───── Available records

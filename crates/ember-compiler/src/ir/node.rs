//! IR Nodes
//!
//! Expression and statement kinds. Both are closed enums: every pass matches
//! them exhaustively, so a new node kind is a compile error at each call site
//! until handled.

use super::program::{ClassId, FieldRef, FunctionId, MethodId, VarId};
use super::span::Span;
use super::types::{Literal, Type};
use serde::{Deserialize, Serialize};

/// Expression node identifier (index into a body's expression arena)
#[derive(Debug, Clone, Copy, PartialEq, Eq, Hash, PartialOrd, Ord, Serialize, Deserialize)]
pub struct ExprId(pub u32);

impl ExprId {
    pub fn new(id: u32) -> Self {
        Self(id)
    }

    pub fn index(&self) -> usize {
        self.0 as usize
    }
}

impl std::fmt::Display for ExprId {
    fn fmt(&self, f: &mut std::fmt::Formatter<'_>) -> std::fmt::Result {
        write!(f, "e{}", self.0)
    }
}

/// Statement node identifier (index into a body's statement arena)
#[derive(Debug, Clone, Copy, PartialEq, Eq, Hash, PartialOrd, Ord, Serialize, Deserialize)]
pub struct StmtId(pub u32);

impl StmtId {
    pub fn new(id: u32) -> Self {
        Self(id)
    }

    pub fn index(&self) -> usize {
        self.0 as usize
    }
}

impl std::fmt::Display for StmtId {
    fn fmt(&self, f: &mut std::fmt::Formatter<'_>) -> std::fmt::Result {
        write!(f, "s{}", self.0)
    }
}

/// Binary operators
#[derive(Debug, Clone, Copy, PartialEq, Eq, Hash, Serialize, Deserialize)]
#[serde(rename_all = "snake_case")]
pub enum BinaryOp {
    Add,
    Sub,
    Mul,
    Div,
    Mod,
    Eq,
    Ne,
    Lt,
    Le,
    Gt,
    Ge,
    /// Short-circuit conjunction
    And,
    /// Short-circuit disjunction
    Or,
}

impl BinaryOp {
    /// Whether the right operand is only evaluated conditionally
    pub fn is_short_circuit(&self) -> bool {
        matches!(self, BinaryOp::And | BinaryOp::Or)
    }

    /// Whether the result is a boolean regardless of operand types
    pub fn is_comparison(&self) -> bool {
        matches!(
            self,
            BinaryOp::Eq | BinaryOp::Ne | BinaryOp::Lt | BinaryOp::Le | BinaryOp::Gt | BinaryOp::Ge
        )
    }
}

impl std::fmt::Display for BinaryOp {
    fn fmt(&self, f: &mut std::fmt::Formatter<'_>) -> std::fmt::Result {
        let s = match self {
            BinaryOp::Add => "+",
            BinaryOp::Sub => "-",
            BinaryOp::Mul => "*",
            BinaryOp::Div => "/",
            BinaryOp::Mod => "%",
            BinaryOp::Eq => "==",
            BinaryOp::Ne => "!=",
            BinaryOp::Lt => "<",
            BinaryOp::Le => "<=",
            BinaryOp::Gt => ">",
            BinaryOp::Ge => ">=",
            BinaryOp::And => "and",
            BinaryOp::Or => "or",
        };
        write!(f, "{}", s)
    }
}

/// Unary operators
#[derive(Debug, Clone, Copy, PartialEq, Eq, Hash, Serialize, Deserialize)]
#[serde(rename_all = "snake_case")]
pub enum UnaryOp {
    Neg,
    Not,
}

impl std::fmt::Display for UnaryOp {
    fn fmt(&self, f: &mut std::fmt::Formatter<'_>) -> std::fmt::Result {
        match self {
            UnaryOp::Neg => write!(f, "-"),
            UnaryOp::Not => write!(f, "not "),
        }
    }
}

/// Expression kinds
#[derive(Debug, Clone, PartialEq, Serialize, Deserialize)]
#[serde(rename_all = "snake_case")]
pub enum ExprKind {
    /// Literal value
    Literal(Literal),
    /// Read of a scalar variable
    VarRead(VarId),
    /// Read of a global array element: array[index]
    ArrayRead { array: VarId, index: ExprId },
    /// Binary operation: lhs op rhs
    Binary { op: BinaryOp, lhs: ExprId, rhs: ExprId },
    /// Unary operation: op operand
    Unary { op: UnaryOp, operand: ExprId },
    /// Direct function call
    Call { func: FunctionId, args: Vec<ExprId> },
    /// Dynamically dispatched method call: receiver.method(args)
    MethodCall {
        method: MethodId,
        receiver: ExprId,
        args: Vec<ExprId>,
    },
    /// Field read: receiver.field
    MemberRead { receiver: ExprId, field: FieldRef },
    /// Allocate a fresh instance of a class
    Alloc(ClassId),
    /// Dynamic type test: object instanceof class
    InstanceOf { object: ExprId, class: ClassId },
    /// Compile-time typeid of a class
    TypeIdOfClass(ClassId),
    /// Runtime typeid of the object a handle refers to
    TypeIdOfObject(ExprId),
    /// Evaluate `init`, bind it to `var`, then evaluate `body`
    Let { var: VarId, init: ExprId, body: ExprId },
}

impl ExprKind {
    /// Direct children in evaluation order
    pub fn children(&self) -> Vec<ExprId> {
        match self {
            ExprKind::Literal(_)
            | ExprKind::VarRead(_)
            | ExprKind::Alloc(_)
            | ExprKind::TypeIdOfClass(_) => Vec::new(),
            ExprKind::ArrayRead { index, .. } => vec![*index],
            ExprKind::Binary { lhs, rhs, .. } => vec![*lhs, *rhs],
            ExprKind::Unary { operand, .. } => vec![*operand],
            ExprKind::Call { args, .. } => args.clone(),
            ExprKind::MethodCall { receiver, args, .. } => {
                let mut children = Vec::with_capacity(args.len() + 1);
                children.push(*receiver);
                children.extend(args.iter().copied());
                children
            }
            ExprKind::MemberRead { receiver, .. } => vec![*receiver],
            ExprKind::InstanceOf { object, .. } => vec![*object],
            ExprKind::TypeIdOfObject(object) => vec![*object],
            ExprKind::Let { init, body, .. } => vec![*init, *body],
        }
    }

    /// Whether this node only exists in the object-oriented IR
    pub fn is_class_related(&self) -> bool {
        matches!(
            self,
            ExprKind::MethodCall { .. }
                | ExprKind::MemberRead { .. }
                | ExprKind::Alloc(_)
                | ExprKind::InstanceOf { .. }
                | ExprKind::TypeIdOfClass(_)
                | ExprKind::TypeIdOfObject(_)
        )
    }
}

/// Statement kinds
#[derive(Debug, Clone, PartialEq, Serialize, Deserialize)]
#[serde(rename_all = "snake_case")]
pub enum StmtKind {
    /// target = value
    Assign { target: VarId, value: ExprId },
    /// array[index] = value
    ArrayAssign {
        array: VarId,
        index: ExprId,
        value: ExprId,
    },
    /// receiver.field = value
    MemberAssign {
        receiver: ExprId,
        field: FieldRef,
        value: ExprId,
    },
    /// Two-way conditional
    If {
        cond: ExprId,
        then_block: Vec<StmtId>,
        else_block: Vec<StmtId>,
    },
    /// Endless loop, left only through `ExitWhen` or `Return`
    Loop { body: Vec<StmtId> },
    /// Leave the directly enclosing loop when `cond` holds
    ExitWhen { cond: ExprId },
    /// Return from the function
    Return { value: Option<ExprId> },
    /// Evaluate an expression for its side effects
    Expr(ExprId),
    /// Destroy an instance of a class
    Dealloc { class: ClassId, object: ExprId },
    /// Abort execution with a runtime error
    Trap { message: String },
}

impl StmtKind {
    /// Expressions evaluated directly by this statement, in evaluation order
    pub fn exprs(&self) -> Vec<ExprId> {
        match self {
            StmtKind::Assign { value, .. } => vec![*value],
            StmtKind::ArrayAssign { index, value, .. } => vec![*index, *value],
            StmtKind::MemberAssign { receiver, value, .. } => vec![*receiver, *value],
            StmtKind::If { cond, .. } => vec![*cond],
            StmtKind::Loop { .. } => Vec::new(),
            StmtKind::ExitWhen { cond } => vec![*cond],
            StmtKind::Return { value } => value.iter().copied().collect(),
            StmtKind::Expr(expr) => vec![*expr],
            StmtKind::Dealloc { object, .. } => vec![*object],
            StmtKind::Trap { .. } => Vec::new(),
        }
    }

    /// Nested statement lists
    pub fn blocks(&self) -> Vec<&Vec<StmtId>> {
        match self {
            StmtKind::If {
                then_block,
                else_block,
                ..
            } => vec![then_block, else_block],
            StmtKind::Loop { body } => vec![body],
            _ => Vec::new(),
        }
    }

    /// Nested statement lists, mutably
    pub fn blocks_mut(&mut self) -> Vec<&mut Vec<StmtId>> {
        match self {
            StmtKind::If {
                then_block,
                else_block,
                ..
            } => vec![then_block, else_block],
            StmtKind::Loop { body } => vec![body],
            _ => Vec::new(),
        }
    }

    /// Whether this node only exists in the object-oriented IR
    pub fn is_class_related(&self) -> bool {
        matches!(self, StmtKind::MemberAssign { .. } | StmtKind::Dealloc { .. })
    }
}

/// An expression node
#[derive(Debug, Clone, PartialEq, Serialize, Deserialize)]
pub struct Expr {
    pub kind: ExprKind,
    pub ty: Type,
    #[serde(default)]
    pub span: Span,
}

/// A statement node
#[derive(Debug, Clone, PartialEq, Serialize, Deserialize)]
pub struct Stmt {
    pub kind: StmtKind,
    #[serde(default)]
    pub span: Span,
}

#[cfg(test)]
mod tests {
    use super::*;

    #[test]
    fn test_children_order() {
        let kind = ExprKind::MethodCall {
            method: MethodId(0),
            receiver: ExprId(5),
            args: vec![ExprId(1), ExprId(2)],
        };
        assert_eq!(kind.children(), vec![ExprId(5), ExprId(1), ExprId(2)]);
        assert!(kind.is_class_related());

        let kind = ExprKind::Let {
            var: VarId(0),
            init: ExprId(3),
            body: ExprId(4),
        };
        assert_eq!(kind.children(), vec![ExprId(3), ExprId(4)]);
        assert!(!kind.is_class_related());
    }

    #[test]
    fn test_statement_exprs() {
        let kind = StmtKind::ArrayAssign {
            array: VarId(0),
            index: ExprId(1),
            value: ExprId(2),
        };
        assert_eq!(kind.exprs(), vec![ExprId(1), ExprId(2)]);
        assert!(StmtKind::Return { value: None }.exprs().is_empty());
    }

    #[test]
    fn test_short_circuit_ops() {
        assert!(BinaryOp::And.is_short_circuit());
        assert!(BinaryOp::Or.is_short_circuit());
        assert!(!BinaryOp::Add.is_short_circuit());
        assert!(BinaryOp::Le.is_comparison());
    }
}
//! Matching configuration.
//!
//! Loaded once at startup from YAML or environment variables. Every scoring
//! constant the engine uses lives here so callers can probe boundaries without
//! recompiling.

use std::path::Path;
use std::time::Duration;

use anyhow::Context;
use serde::{Deserialize, Serialize};

use crate::error::{Result, TemplateError};
use crate::keywords::{DEFAULT_MAX_COUNT, DEFAULT_MIN_LENGTH};

/// Weights of the four arms of the Pattern/Weighted Match.
#[derive(Debug, Clone, PartialEq, Serialize, Deserialize)]
#[serde(default)]
pub struct ScoringWeights {
    /// Share of the name similarity in the semantic-field arm.
    pub semantic_name_share: f64,
    /// Share of the semantic-model similarity in the semantic-field arm.
    pub semantic_model_share: f64,
    pub semantic_boost: f64,
    pub pattern_name_share: f64,
    pub pattern_field_share: f64,
    pub pattern_boost: f64,
    pub rule_boost: f64,
    pub base_boost: f64,
}

impl Default for ScoringWeights {
    fn default() -> Self {
        Self {
            semantic_name_share: 0.4,
            semantic_model_share: 0.6,
            semantic_boost: 1.3,
            pattern_name_share: 0.5,
            pattern_field_share: 0.5,
            pattern_boost: 1.1,
            rule_boost: 1.0,
            base_boost: 0.8,
        }
    }
}

impl ScoringWeights {
    fn all(&self) -> [(&'static str, f64); 8] {
        [
            ("semantic_name_share", self.semantic_name_share),
            ("semantic_model_share", self.semantic_model_share),
            ("semantic_boost", self.semantic_boost),
            ("pattern_name_share", self.pattern_name_share),
            ("pattern_field_share", self.pattern_field_share),
            ("pattern_boost", self.pattern_boost),
            ("rule_boost", self.rule_boost),
            ("base_boost", self.base_boost),
        ]
    }
}

/// Business Match keyword vocabulary and boosts.
#[derive(Debug, Clone, PartialEq, Serialize, Deserialize)]
#[serde(default)]
pub struct BusinessMatchConfig {
    /// Domain terms looked for in a business description, in priority order.
    pub vocabulary: Vec<String>,
    /// Tokens taken from the description when no vocabulary term matches.
    pub fallback_token_count: usize,
    /// Minimum character length of a fallback token.
    pub fallback_min_length: usize,
    /// Relevance rank a candidate must exceed unless a file-type tag matches.
    pub relevance_floor: f64,
    pub semantic_boost: f64,
    pub rule_boost: f64,
    pub base_boost: f64,
}

const DEFAULT_VOCABULARY: &[&str] = &[
    "contract",
    "invoice",
    "receipt",
    "report",
    "drawing",
    "design",
    "specification",
    "budget",
    "procurement",
    "acceptance",
    "inspection",
    "meeting",
    "minutes",
    "approval",
    "certificate",
    "license",
    "payment",
    "settlement",
    "plan",
    "schedule",
];

impl Default for BusinessMatchConfig {
    fn default() -> Self {
        Self {
            vocabulary: DEFAULT_VOCABULARY.iter().map(|s| s.to_string()).collect(),
            fallback_token_count: 5,
            fallback_min_length: 2,
            relevance_floor: 0.01,
            semantic_boost: 1.2,
            rule_boost: 1.1,
            base_boost: 0.8,
        }
    }
}

/// Top-level matching configuration.
#[derive(Debug, Clone, PartialEq, Serialize, Deserialize)]
#[serde(default)]
pub struct MatchingConfig {
    pub weights: ScoringWeights,
    pub business: BusinessMatchConfig,
    pub keyword_min_length: usize,
    pub keyword_max_count: usize,
    /// Upper bound for one call to an external collaborator.
    pub collaborator_timeout_ms: u64,
    /// Retries for a lineage promotion that hit a write conflict.
    pub promotion_max_retries: u32,
}

/// Upper bound for `promotion_max_retries`.
pub const MAX_PROMOTION_RETRIES: u32 = 10;

impl Default for MatchingConfig {
    fn default() -> Self {
        Self {
            weights: ScoringWeights::default(),
            business: BusinessMatchConfig::default(),
            keyword_min_length: DEFAULT_MIN_LENGTH,
            keyword_max_count: DEFAULT_MAX_COUNT,
            collaborator_timeout_ms: 5_000,
            promotion_max_retries: 3,
        }
    }
}

impl MatchingConfig {
    pub fn from_yaml_str(yaml: &str) -> Result<Self> {
        let config: Self = serde_yaml::from_str(yaml)
            .map_err(|e| TemplateError::InvalidInput(format!("matching config: {}", e)))?;
        config.validate()?;
        Ok(config)
    }

    pub fn load(path: impl AsRef<Path>) -> Result<Self> {
        let path = path.as_ref();
        let yaml = std::fs::read_to_string(path)
            .with_context(|| format!("Failed to read matching config {}", path.display()))?;
        Self::from_yaml_str(&yaml)
    }

    /// Defaults overridden by `TEMPLATE_MATCH_*` environment variables.
    ///
    /// `TEMPLATE_MATCH_VOCABULARY` is a comma-separated list. Unparsable
    /// numeric values are ignored.
    pub fn from_env() -> Result<Self> {
        let mut config = Self::default();
        let w = &mut config.weights;
        env_f64("TEMPLATE_MATCH_SEMANTIC_BOOST", &mut w.semantic_boost);
        env_f64("TEMPLATE_MATCH_PATTERN_BOOST", &mut w.pattern_boost);
        env_f64("TEMPLATE_MATCH_RULE_BOOST", &mut w.rule_boost);
        env_f64("TEMPLATE_MATCH_BASE_BOOST", &mut w.base_boost);

        let b = &mut config.business;
        env_f64("TEMPLATE_MATCH_RELEVANCE_FLOOR", &mut b.relevance_floor);
        if let Ok(vocab) = std::env::var("TEMPLATE_MATCH_VOCABULARY") {
            b.vocabulary = vocab
                .split(',')
                .map(|s| s.trim().to_lowercase())
                .filter(|s| !s.is_empty())
                .collect();
        }

        env_parse(
            "TEMPLATE_MATCH_TIMEOUT_MS",
            &mut config.collaborator_timeout_ms,
        );
        env_parse(
            "TEMPLATE_MATCH_PROMOTION_RETRIES",
            &mut config.promotion_max_retries,
        );
        config.validate()?;
        Ok(config)
    }

    pub fn validate(&self) -> Result<()> {
        let business = [
            ("business.relevance_floor", self.business.relevance_floor),
            ("business.semantic_boost", self.business.semantic_boost),
            ("business.rule_boost", self.business.rule_boost),
            ("business.base_boost", self.business.base_boost),
        ];
        for (name, value) in self.weights.all().into_iter().chain(business) {
            if !value.is_finite() || value < 0.0 {
                return Err(TemplateError::InvalidInput(format!(
                    "{} must be a non-negative number, got {}",
                    name, value
                )));
            }
        }
        if self.business.fallback_token_count == 0 {
            return Err(TemplateError::InvalidInput(
                "business.fallback_token_count must be at least 1".into(),
            ));
        }
        if self.collaborator_timeout_ms == 0 {
            return Err(TemplateError::InvalidInput(
                "collaborator_timeout_ms must be positive".into(),
            ));
        }
        if self.promotion_max_retries > MAX_PROMOTION_RETRIES {
            return Err(TemplateError::InvalidInput(format!(
                "promotion_max_retries must be at most {}, got {}",
                MAX_PROMOTION_RETRIES, self.promotion_max_retries
            )));
        }
        Ok(())
    }

    pub fn collaborator_timeout(&self) -> Duration {
        Duration::from_millis(self.collaborator_timeout_ms)
    }
}

fn env_f64(key: &str, target: &mut f64) {
    env_parse(key, target)
}

fn env_parse<T: std::str::FromStr>(key: &str, target: &mut T) {
    if let Some(value) = std::env::var(key).ok().and_then(|s| s.parse().ok()) {
        *target = value;
    }
}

──────────

Problem description
Among the entries above, the lines between the ones containing "impl Default for BusinessMatchConfig" and "Top-level matching configuration.", inclusive, are to be transcribed exactly. No other line is to be given.

Completed task
impl Default for BusinessMatchConfig {
    fn default() -> Self {
        Self {
            vocabulary: DEFAULT_VOCABULARY.iter().map(|s| s.to_string()).collect(),
            fallback_token_count: 5,
            fallback_min_length: 2,
            relevance_floor: 0.01,
            semantic_boost: 1.2,
            rule_boost: 1.1,
            base_boost: 0.8,
        }
    }
}

/// Top-level matching configuration.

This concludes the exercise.